What you are asked to do = Your answer should be an exact copy of the lines from the start of the entries to the line containing "use wifibf::prelude::*;", both included.

Stored items
use assert_cmd::prelude::*;
use predicates::prelude::*;
use std::cell::{Cell, RefCell};
use std::fs;
use std::io::Write;
use std::process::Command;
use std::time::Duration;
use tempfile::tempdir;

use wifibf::command::{CommandOutput, CommandRunner, RunError};
use wifibf::prelude::*;

/// Stands in for `networksetup`: accepts exactly one password and remembers
/// whether the last join associated.
struct FakeNetworksetup {
    password: &'static str,
    associated: Cell<bool>,
    joins: RefCell<Vec<String>>,
    status_queries: Cell<usize>,
}

impl FakeNetworksetup {
    fn accepting(password: &'static str) -> Self {
        Self {
            password,
            associated: Cell::new(false),
            joins: RefCell::new(Vec::new()),
            status_queries: Cell::new(0),
        }
    }
}

impl CommandRunner for FakeNetworksetup {
    fn run(
        &self,
        program: &str,
        args: &[&str],
        timeout: Option<Duration>,
    ) -> Result<CommandOutput, RunError> {
        assert_eq!(program, "networksetup");
        match args {
            ["-setairportnetwork", "en0", ssid, pw] => {
                self.joins.borrow_mut().push(pw.to_string());
                if *pw == "slow" {
                    return Err(RunError::TimedOut {
                        program: program.into(),
                        after: timeout.unwrap_or_default(),
                    });
                }
                let ok = *pw == self.password;
                self.associated.set(ok);
                Ok(CommandOutput {
                    code: Some(0),
                    stdout: String::new(),
                    stderr: if ok {
                        String::new()
                    } else {
                        format!("Failed to join network {}.\n", ssid)
                    },
                })
            }
            ["-getairportnetwork", "en0"] => {
                self.status_queries.set(self.status_queries.get() + 1);
                let stdout = if self.associated.get() {
                    "Current Wi-Fi Network: HomeNet\n".to_string()
                } else {
                    "You are not associated with an AirPort network.\n".to_string()
                };
                Ok(CommandOutput {
                    code: Some(0),
                    stdout,
                    stderr: String::new(),
                })
            }
            other => panic!("unexpected networksetup call: {:?}", other),
        }
    }
}

fn instant_config() -> TrialConfig {
    TrialConfig {
        join_timeout: Duration::from_secs(10),
        settle_delay: Duration::ZERO,
    }
}

fn write_wordlist(dir: &std::path::Path, words: &[&str]) -> std::path::PathBuf {
    let path = dir.join("words.txt");
    let mut f = fs::File::create(&path).unwrap();
    for w in words {
        writeln!(f, "{}", w).unwrap();
    }
    path
}

#[test]
fn finds_password_and_leaves_the_rest_untried() {
    let tmp = tempdir().unwrap();
    let words = write_wordlist(tmp.path(), &["wrong1", "", "correct", "unused"]);
    let fake = FakeNetworksetup::accepting("correct");
    let driver = Driver::new(NetworksetupTrial::new(
        &fake,
        SubstringClassifier::default(),
        instant_config(),
    ));

    let mut tally = Tally::new();
    let found = driver
        .run(&Target::new("HomeNet", "en0").unwrap(), &words, &mut tally)
        .unwrap()
        .unwrap();

    assert_eq!(found.ordinal, 3);
    assert_eq!(found.credential, "correct");
    assert_eq!(*fake.joins.borrow(), vec!["wrong1", "correct"]);
    // the rejected join never reaches the status query
    assert_eq!(fake.status_queries.get(), 1);
    assert_eq!(tally.skipped, 1);
}

#[test]
fn timeouts_and_rejections_do_not_stop_the_run() {
    let tmp = tempdir().unwrap();
    let words = write_wordlist(tmp.path(), &["a", "slow", "b"]);
    let fake = FakeNetworksetup::accepting("not-in-list");
    let driver = Driver::new(NetworksetupTrial::new(
        &fake,
        SubstringClassifier::default(),
        instant_config(),
    ));

    let mut tally = Tally::new();
    let found = driver
        .run(&Target::new("HomeNet", "en0").unwrap(), &words, &mut tally)
        .unwrap();

    assert!(found.is_none());
    assert_eq!(*fake.joins.borrow(), vec!["a", "slow", "b"]);
    assert_eq!(tally.failures(FailureReason::Timeout), 1);
    assert_eq!(tally.failures(FailureReason::ExplicitErrorText), 2);
    assert_eq!(fake.status_queries.get(), 0);
}

#[test]
fn event_stream_ends_with_sentinel() {
    let fake = FakeNetworksetup::accepting("pw2");
    let driver = Driver::new(NetworksetupTrial::new(
        &fake,
        SubstringClassifier::default(),
        instant_config(),
    ));
    let mut sink = SseSink::new(Vec::new());
    driver
        .run_str(&Target::new("HomeNet", "en0").unwrap(), "pw1\npw2\n", &mut sink)
        .unwrap();
    let out = String::from_utf8(sink.into_inner()).unwrap();
    assert!(out.starts_with("data: [~] Cracking HomeNet on en0...\n\n"));
    assert!(out.contains("data: [~] 2 candidates in wordlist\n\n"));
    assert!(out.contains("data: Trying password [2]: pw2 (2/2, 100.00%)\n\n"));
    assert!(out.contains("data: [1] Crack Failed using pw1\n\n"));
    assert!(out.contains("data: [*] password is pw2\n\n"));
    assert!(out.ends_with("data: <end-of-stream>\n\n"));
}

#[test]
fn version_flag_prints_version() {
    let mut cmd = Command::cargo_bin("wifibf").unwrap();
    cmd.arg("-v");
    cmd.assert()
        .success()
        .stdout(predicate::str::contains(env!("CARGO_PKG_VERSION")));
}

#[test]
fn help_lists_ssid_and_wordlist_flags() {
    let mut cmd = Command::cargo_bin("wifibf").unwrap();
    cmd.arg("--help");
    cmd.assert()
        .success()
        .stdout(predicate::str::contains("--ssid").and(predicate::str::contains("--wordlist")));
}

#[test]
fn zero_timeout_is_rejected() {
    let mut cmd = Command::cargo_bin("wifibf").unwrap();
    cmd.args(["-s", "HomeNet", "-w", "words.txt", "--timeout", "0"]);
    cmd.assert()
        .code(2)
        .stderr(predicate::str::contains("--timeout"));
}

#[cfg(not(target_os = "macos"))]
#[test]
fn scan_is_refused_off_macos() {
    let mut cmd = Command::cargo_bin("wifibf").unwrap();
    cmd.arg("--scan");
    cmd.assert()
        .code(1)
        .stderr(predicate::str::contains("only macOS is supported"));
}

#[cfg(not(target_os = "macos"))]
#[test]
fn refuses_to_run_off_macos() {
    let tmp = tempdir().unwrap();
    let words = write_wordlist(tmp.path(), &["pw"]);
    let mut cmd = Command::cargo_bin("wifibf").unwrap();
    cmd.arg("-s").arg("HomeNet").arg("-w").arg(&words);
    cmd.assert()
        .code(1)
        .stderr(predicate::str::contains("only macOS is supported"));
}

#[cfg(not(target_os = "macos"))]
#[test]
fn refusal_is_framed_in_sse_mode() {
    let mut cmd = Command::cargo_bin("wifibf").unwrap();
    cmd.arg("-s")
        .arg("HomeNet")
        .arg("-w")
        .arg("words.txt")
        .arg("--format")
        .arg("sse");
    cmd.assert()
        .code(1)
        .stdout(predicate::str::ends_with("data: <end-of-stream>\n\n"));
}

#[cfg(target_os = "macos")]
#[test]
fn missing_wordlist_exits_before_any_trial() {
    let tmp = tempdir().unwrap();
    let mut cmd = Command::cargo_bin("wifibf").unwrap();
    cmd.arg("-s")
        .arg("HomeNet")
        .arg("-i")
        .arg("en0")
        .arg("-w")
        .arg(tmp.path().join("missing.txt"))
        .arg("-q");
    cmd.assert()
        .code(2)
        .stderr(predicate::str::contains("Wordlist file not found"));
}

#[cfg(target_os = "macos")]
#[test]
fn event_stream_does_not_prompt_for_missing_ssid() {
    let tmp = tempdir().unwrap();
    let words = write_wordlist(tmp.path(), &["pw"]);
    let mut cmd = Command::cargo_bin("wifibf").unwrap();
    cmd.arg("-w")
        .arg(&words)
        .args(["-i", "en0", "--format", "sse"])
        .write_stdin("HomeNet\n");
    cmd.assert()
        .code(2)
        .stdout(predicate::str::contains("data: [-] invalid input: SSID is required\n\n"))
        .stdout(predicate::str::contains("[*] SSID:").not());
}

Reply =
use assert_cmd::prelude::*;
use predicates::prelude::*;
use std::cell::{Cell, RefCell};
use std::fs;
use std::io::Write;
use std::process::Command;
use std::time::Duration;
use tempfile::tempdir;

use wifibf::command::{CommandOutput, CommandRunner, RunError};
use wifibf::prelude::*;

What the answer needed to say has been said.